Newswise — Cool, wet conditions during and after flowering increase the chance of sunflowers becoming infected with Phomopsis stem canker. The fungus can reduce yields in affected fields by 40 to 50 percent, according to South Dakota State University field crops pathologist Febina Mathew.

“Fungicides can help, but timing is critical,” said Mathew. That’s why she is developing a disease-forecasting model to help farmers manage stem canker in sunflowers. The three-year project is supported by $300,000 U.S. Department of Agriculture grant through the Critical Agricultural Research and Extension program.  The project also involves Extension pathologists Sam Markell of North Dakota State University and Bob Harveson of the University of Nebraska-Lincoln.

“This disease could have a significant impact on the sunflower industry, if we don’t come up with a solution,” Mathew said, noting 80 percent of the nation’s sunflowers are produced in the Midwest. The fungus overwinters in plant debris and, recently, researchers identified soybean and weeds as reservoirs for the stem canker pathogens. The spores are spread by wind and rain splash.

South Dakota Oilseeds Council Executive Director Rick Vallery said, “Phomopsis stem canker is a very serious disease for the sunflower industry. We are interested in any and all research related to this disease.”

Part of the problem is the disease varies, with greater losses some years than others and a lot depends on how fast it spreads, Vallery explained. He anticipates the model will identify factors that affect rate at which the diseases spreads.

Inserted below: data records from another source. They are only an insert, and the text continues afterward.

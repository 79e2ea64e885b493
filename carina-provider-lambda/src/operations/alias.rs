//! Alias operations, plus the provisioned concurrency operations that aliases
//! and versions share

use std::collections::HashMap;

use async_trait::async_trait;
use carina_lambda_core::{
    ChangeSet, Path, ProviderError, ProviderResult, ResourceAction, SaveContext, SaveOperation,
    SaveResult, Setters, Value, extract,
};
use log::debug;

use super::{Source, deleted, not_prepared, remote_failure, returned_id, touched};
use crate::api::LambdaClient;
use crate::types::{AliasOutput, AliasRequest, ProvisionedConcurrencyRequest};

const CREATE: &str = "create alias";
const UPDATE: &str = "update alias";
const DELETE: &str = "delete alias";
const READ: &str = "get alias";
const PUT_CONCURRENCY: &str = "put provisioned concurrency";
const DELETE_CONCURRENCY: &str = "delete provisioned concurrency";

const ROUTING_WEIGHTS: &str = "$.routingConfig.additionalVersionWeights";
const PROVISIONED_CONCURRENCY: &str = "$.provisionedConcurrencyConfig";
const PROVISIONED_EXECUTIONS: &str =
    "$.provisionedConcurrencyConfig.provisionedConcurrentExecutions";

fn setters() -> Setters<AliasRequest> {
    Setters::<AliasRequest>::new()
        .string("$.functionVersion", |r, v| r.function_version = Some(v))
        .string("$.description", |r, v| r.description = Some(v))
        .float_map(ROUTING_WEIGHTS, |r, v| {
            r.additional_version_weights = Some(v)
        })
}

fn addressed(tree: &Value, operation: &'static str) -> ProviderResult<AliasRequest> {
    Ok(AliasRequest {
        function_name: extract::require_string(tree, "$.functionName", operation)?,
        name: extract::require_string(tree, "$.name", operation)?,
        ..Default::default()
    })
}

fn record(ctx: &mut SaveContext, out: &AliasOutput) {
    ctx.insert_opt("aliasArn", out.alias_arn.clone());
    ctx.insert_opt("revisionId", out.revision_id.clone());
}

// =============================================================================
// Alias
// =============================================================================

#[derive(Default)]
pub struct CreateAlias {
    request: Option<AliasRequest>,
}

#[async_trait]
impl SaveOperation<LambdaClient> for CreateAlias {
    fn name(&self) -> &'static str {
        CREATE
    }

    fn prepare(
        &mut self,
        _ctx: &SaveContext,
        tree: &Value,
        _changes: &ChangeSet,
    ) -> ProviderResult<bool> {
        let mut request = addressed(tree, CREATE)?;
        extract::require_string(tree, "$.functionVersion", CREATE)?;
        setters().try_apply(tree, &mut request, CREATE)?;
        self.request = Some(request);
        Ok(true)
    }

    async fn execute(&mut self, ctx: SaveContext, client: &LambdaClient) -> SaveResult {
        let Some(request) = self.request.take() else {
            return not_prepared(ctx, CREATE);
        };
        let out = match client.create_alias(&request).await {
            Ok(out) => out,
            Err(err) => return remote_failure(ctx, CREATE, err),
        };
        let (mut ctx, arn) = returned_id(ctx, CREATE, out.alias_arn.as_deref(), "alias ARN")?;
        record(&mut ctx, &out);
        ctx.set_upstream_id(arn);
        Ok(ctx)
    }
}

/// Applies only the alias fields the change set touches
#[derive(Default)]
pub struct UpdateAlias {
    request: Option<AliasRequest>,
}

#[async_trait]
impl SaveOperation<LambdaClient> for UpdateAlias {
    fn name(&self) -> &'static str {
        UPDATE
    }

    fn prepare(
        &mut self,
        ctx: &SaveContext,
        tree: &Value,
        changes: &ChangeSet,
    ) -> ProviderResult<bool> {
        let mut request = addressed(tree, UPDATE)?;
        let mut applicable = setters().try_apply_changed(tree, &mut request, changes, UPDATE)?;

        // Removing the routing config means shifting all traffic back
        if touched(changes, ROUTING_WEIGHTS) && request.additional_version_weights.is_none() {
            request.additional_version_weights = Some(HashMap::new());
            applicable = true;
        }
        if !applicable {
            return Ok(false);
        }

        request.revision_id = ctx.get_str("revisionId").map(str::to_string);
        self.request = Some(request);
        Ok(true)
    }

    async fn execute(&mut self, ctx: SaveContext, client: &LambdaClient) -> SaveResult {
        let Some(request) = self.request.take() else {
            return not_prepared(ctx, UPDATE);
        };
        let out = match client.update_alias(&request).await {
            Ok(out) => out,
            Err(err) => return remote_failure(ctx, UPDATE, err),
        };
        let (mut ctx, arn) = returned_id(ctx, UPDATE, out.alias_arn.as_deref(), "alias ARN")?;
        record(&mut ctx, &out);
        ctx.set_upstream_id(arn);
        Ok(ctx)
    }
}

#[derive(Default)]
pub struct DeleteAlias {
    request: Option<AliasRequest>,
}

#[async_trait]
impl SaveOperation<LambdaClient> for DeleteAlias {
    fn name(&self) -> &'static str {
        DELETE
    }

    fn prepare(
        &mut self,
        _ctx: &SaveContext,
        tree: &Value,
        _changes: &ChangeSet,
    ) -> ProviderResult<bool> {
        self.request = Some(addressed(tree, DELETE)?);
        Ok(true)
    }

    async fn execute(&mut self, ctx: SaveContext, client: &LambdaClient) -> SaveResult {
        let Some(request) = self.request.take() else {
            return not_prepared(ctx, DELETE);
        };
        let result = client
            .delete_alias(&request.function_name, &request.name)
            .await;
        deleted(ctx, DELETE, result)
    }
}

#[derive(Default)]
pub struct ReadAlias {
    request: Option<AliasRequest>,
}

#[async_trait]
impl SaveOperation<LambdaClient> for ReadAlias {
    fn name(&self) -> &'static str {
        READ
    }

    fn prepare(
        &mut self,
        _ctx: &SaveContext,
        tree: &Value,
        _changes: &ChangeSet,
    ) -> ProviderResult<bool> {
        self.request = Some(addressed(tree, READ)?);
        Ok(true)
    }

    async fn execute(&mut self, ctx: SaveContext, client: &LambdaClient) -> SaveResult {
        let Some(request) = self.request.take() else {
            return not_prepared(ctx, READ);
        };
        let out = match client.get_alias(&request.function_name, &request.name).await {
            Ok(out) => out,
            Err(err) => return remote_failure(ctx, READ, err),
        };
        let (mut ctx, arn) = returned_id(ctx, READ, out.alias_arn.as_deref(), "alias ARN")?;
        ctx.insert("functionName", request.function_name);
        ctx.insert("name", request.name);
        ctx.insert_opt("functionVersion", out.function_version.clone());
        ctx.insert_opt("description", out.description.clone());
        if let Some(weights) = out.additional_version_weights.clone() {
            ctx.insert(
                "routingConfig",
                Value::from_iter([("additionalVersionWeights", Value::from(weights))]),
            );
        }
        record(&mut ctx, &out);
        ctx.set_upstream_id(arn);
        Ok(ctx)
    }
}

// =============================================================================
// Provisioned concurrency
// =============================================================================

/// Puts provisioned concurrency on an alias or version
///
/// On create, applicable when the tree configures provisioned concurrency.
/// On update, additionally requires the change set to touch it.
pub struct PutProvisionedConcurrency {
    action: ResourceAction,
    qualifier: Source,
    request: Option<ProvisionedConcurrencyRequest>,
}

impl PutProvisionedConcurrency {
    pub fn new(action: ResourceAction, qualifier: Source) -> Self {
        Self {
            action,
            qualifier,
            request: None,
        }
    }
}

#[async_trait]
impl SaveOperation<LambdaClient> for PutProvisionedConcurrency {
    fn name(&self) -> &'static str {
        PUT_CONCURRENCY
    }

    fn prepare(
        &mut self,
        ctx: &SaveContext,
        tree: &Value,
        changes: &ChangeSet,
    ) -> ProviderResult<bool> {
        if self.action == ResourceAction::Update && !touched(changes, PROVISIONED_CONCURRENCY) {
            debug!("{}: provisioned concurrency unchanged", PUT_CONCURRENCY);
            return Ok(false);
        }

        let Some(executions) = Path::literal(PROVISIONED_EXECUTIONS).resolve(tree) else {
            return Ok(false);
        };
        extract::fits_i32(executions).map_err(|message| {
            ProviderError::invalid_value(
                PUT_CONCURRENCY,
                format!("{}: {}", PROVISIONED_EXECUTIONS, message),
            )
        })?;

        self.request = Some(ProvisionedConcurrencyRequest {
            function_name: extract::require_string(tree, "$.functionName", PUT_CONCURRENCY)?,
            qualifier: self.qualifier.resolve(ctx, tree, PUT_CONCURRENCY)?,
            provisioned_concurrent_executions: extract::int32(executions),
        });
        Ok(true)
    }

    async fn execute(&mut self, ctx: SaveContext, client: &LambdaClient) -> SaveResult {
        let Some(request) = self.request.take() else {
            return not_prepared(ctx, PUT_CONCURRENCY);
        };
        match client.put_provisioned_concurrency_config(&request).await {
            Ok(out) => {
                debug!(
                    "{}: {}:{} status {}",
                    PUT_CONCURRENCY,
                    request.function_name,
                    request.qualifier,
                    out.status.as_deref().unwrap_or("unknown")
                );
                Ok(ctx)
            }
            Err(err) => remote_failure(ctx, PUT_CONCURRENCY, err),
        }
    }
}

/// Removes provisioned concurrency when an update drops it from the tree
pub struct DeleteProvisionedConcurrency {
    qualifier: Source,
    target: Option<(String, String)>,
}

impl DeleteProvisionedConcurrency {
    pub fn new(qualifier: Source) -> Self {
        Self {
            qualifier,
            target: None,
        }
    }
}

#[async_trait]
impl SaveOperation<LambdaClient> for DeleteProvisionedConcurrency {
    fn name(&self) -> &'static str {
        DELETE_CONCURRENCY
    }

    fn prepare(
        &mut self,
        ctx: &SaveContext,
        tree: &Value,
        changes: &ChangeSet,
    ) -> ProviderResult<bool> {
        let still_configured = Path::literal(PROVISIONED_EXECUTIONS).resolve(tree).is_some();
        if !touched(changes, PROVISIONED_CONCURRENCY) || still_configured {
            return Ok(false);
        }

        self.target = Some((
            extract::require_string(tree, "$.functionName", DELETE_CONCURRENCY)?,
            self.qualifier.resolve(ctx, tree, DELETE_CONCURRENCY)?,
        ));
        Ok(true)
    }

    async fn execute(&mut self, ctx: SaveContext, client: &LambdaClient) -> SaveResult {
        let Some((function_name, qualifier)) = self.target.take() else {
            return not_prepared(ctx, DELETE_CONCURRENCY);
        };
        let result = client
            .delete_provisioned_concurrency_config(&function_name, &qualifier)
            .await;
        deleted(ctx, DELETE_CONCURRENCY, result)
    }
}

“The model was developed using information technologies originally developed in response to the threat of Asian soybean rust,” Mathew explained. She is working with professor Scott Isard of Pennsylvania State University and Roger Magarey, a senior researcher at the North Carolina State University Center for Integrated Pest Management.   Their work in cooperation with the precision agriculture company ZedX inc, has led to the development of the integrated Pest Information Platform for Extension and Education (iPiPE). 

The iPiPE is an internet platform that allows for the national sharing of pest observations and pest and disease model outputs. “They have a lot of experience developing weather-based forecasting model to help growers with timing fungicide applications and manage diseases,” Mathew said.

Once the stem canker forecasting model has been fully validated, the risk maps will be available on the National Sunflower Association website along with instructions to help farmers use the model.

National Sunflower Association Executive Director John Sandbakken said, “Having this model will allow growers an opportunity to get ahead of the disease and spray at the appropriate time to try to mitigate losses. This will be a very valuable tool.”

Mathew has been at the forefront of the fight against Phomopsis stem canker since the 2010 epidemic devastated the Midwestern sunflower crop. “We always believed only one pathogen caused the disease,” she explained. While doing her doctoral work at NDSU, Mathew identified a second stem canker-causing pathogen. Last year, a third pathogen was identified in Minnesota.

“The problem is growing, yet options for farmers to manage the disease are very limited,” she said. Though seed companies are trying to develop resistant hybrids, current varieties offer only partial resistance.

Previously, Mathew, Markell and Harveson found the strobilurin chemical family of fungicides, specifically FRAC group 11 in products such as Headline, can be effective against Phomopsis stem canker, but timing is the critical issue. “How to time the spraying is the million-dollar question,” Markell said.

Vallery elaborated: “Only one fungicide works and there’s a very short window of opportunity, about 10 days. If you put it on too early or too late, it doesn’t do any good.”

“We are developing the disease-forecasting model so farmers know when to spray fungicides,” Mathew said. A similar model developed in France has worked well to manage stem canker in Europe. Doctoral student Krishna Ghimire has been working on the model since last year and Marina Johnson, a postdoctoral researcher, joined the group this year.

The model is being validated using six locations—three in South Dakota, one in Nebraska and two in North Dakota. “These are areas where cooler, wetter conditions tend to occur and where we know there has been disease,” Mathew noted. “We compare spraying fungicide based on root stage with what the model tells us.” In addition, they evaluate disease severity and impact on yield.

Markell explained the fungicide trials and data on the pathogens can help test the timing. “Harveson’s and my role is to provide some arms and legs for Febina when she is developing the model,” he said. In addition, the researchers are also working with industry partners and sunflower farmers. “It’s a good relationship,” Markell added.

After analyzing results from the first testing season, Mathew said, “We identified factors, besides weather variables, that play an important role in the development of Phomopsis stem canker of sunflower.”  These include number of years since previous sunflower crop, number of Phomopsis-infected plants in previous sunflower crop, whether sunflower is planted under irrigated conditions and whether Phomopsis stem canker was observed in the last five years.

The model will continue to be validated in 2018 and 2019 in Nebraska, North Dakota and South Dakota.